Auditors also assessed the impact that Medicaid managed care is having on rural hospitals, finding that the administrative burdens on these facilities have increased since its implementation. Administration costs have increased an average of $157,000 in total for all respondents combined and half report administrative hours have increased and they have had to hire new administrative personnel and increase overtime.
“Five different MCOs have five different sets of rules and five different sets of paperwork,” Auditor Edelen said. “For a hospital with a couple hundred employees or less, that’s a serious administrative burden. We’ve reached a point where some rural hospitals are faced with laying off front-line workers responsible for providing patient care to hire people to fill out forms. That’s not acceptable.”
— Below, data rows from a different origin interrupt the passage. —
use serde::{Deserialize, Serialize};

/// Parameters for projection-profile segmentation.
#[derive(Clone, Copy, Debug, PartialEq, Eq, Serialize, Deserialize)]
#[serde(default)]
pub struct SegmentParams {
    /// A column/row counts as inked only when its foreground sum is strictly
    /// greater than this value.
    pub empty_thresh: u32,
}

impl Default for SegmentParams {
    fn default() -> Self {
        Self { empty_thresh: 1 }
    }
}
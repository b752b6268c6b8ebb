use mkhedruli_core::{DEFAULT_CANONICAL_SIZE, DEFAULT_THRESHOLD};
use mkhedruli_features::FeatureParams;
use mkhedruli_segment::SegmentParams;
use serde::{Deserialize, Serialize};

/// Configuration shared by template building and recognition.
///
/// Templates and queries must be featurized with the same `threshold`,
/// `canonical_size` and `features`, otherwise their vectors are not comparable.
#[derive(Clone, Copy, Debug, PartialEq, Eq, Serialize, Deserialize)]
#[serde(default)]
pub struct RecognizerParams {
    /// Intensities strictly below this are ink.
    pub threshold: u8,
    /// Side of the canonical glyph bitmap.
    pub canonical_size: usize,
    /// Projection-profile segmentation settings.
    pub segment: SegmentParams,
    /// Feature extraction settings.
    pub features: FeatureParams,
    /// A space is inserted when `x0 - previous_x1` exceeds this many pixels.
    pub space_threshold: usize,
}

impl Default for RecognizerParams {
    fn default() -> Self {
        Self {
            threshold: DEFAULT_THRESHOLD,
            canonical_size: DEFAULT_CANONICAL_SIZE,
            segment: SegmentParams::default(),
            features: FeatureParams::default(),
            space_threshold: 20,
        }
    }
}

impl RecognizerParams {
    /// True when glyph vectors built with `self` and `other` are comparable.
    pub fn same_featurization(&self, other: &RecognizerParams) -> bool {
        self.threshold == other.threshold
            && self.canonical_size == other.canonical_size
            && self.features == other.features
    }
}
Weaknesses in the contracts between the Cabinet and MCOs also appear to be contributing to the declining financial health of many providers. MCO representatives themselves used words like “soft” and “loose” to describe the penalties for contractual noncompliance. Auditors found several areas for improvement, such as strengthening penalties, improving the ability of the Cabinet for Health and Family Service (CHFS) to monitor quality and programmatic requirements and improving transparency. Auditors also recommended establishing restrictions on triage fee caps, which appear to be causing a significant financial burden for some hospitals.
Auditors found the number of providers across the Commonwealth – particularly in rural Kentucky – dropped significantly between 2013 and 2014.
“The drop confirms our fears that many of our providers are struggling to make the transition to a new health care delivery model,” Auditor Edelen said. “It’s important that policymakers get engaged and help ensure that access to care in rural Kentucky remains intact.”
Auditor Edelen recommends that CHFS begins using a tool to regularly monitor the fiscal strength of rural hospitals, particularly Critical Access Hospitals and those that are in poor and fair financial health.
He also recommends that the Governor convene a task force to examine, among other objectives, new models for rural health delivery to ensure quality of care and continued access. The group should evaluate solutions such as affiliations, coalitions and other opportunities for innovation and whether the current regulatory structure gives hospitals the flexibility to retool their business models.
In addition, Auditor Edelen recommends CHFS improve relations with providers and strengthen penalties in MCO contracts.
“We are at a critical juncture in the journey to improving the health of Kentuckians,” Auditor Edelen said. “We’ve made significant strides toward getting more people insured, but we have to make sure those individuals, many of whom are poor and elderly, have places to access care.”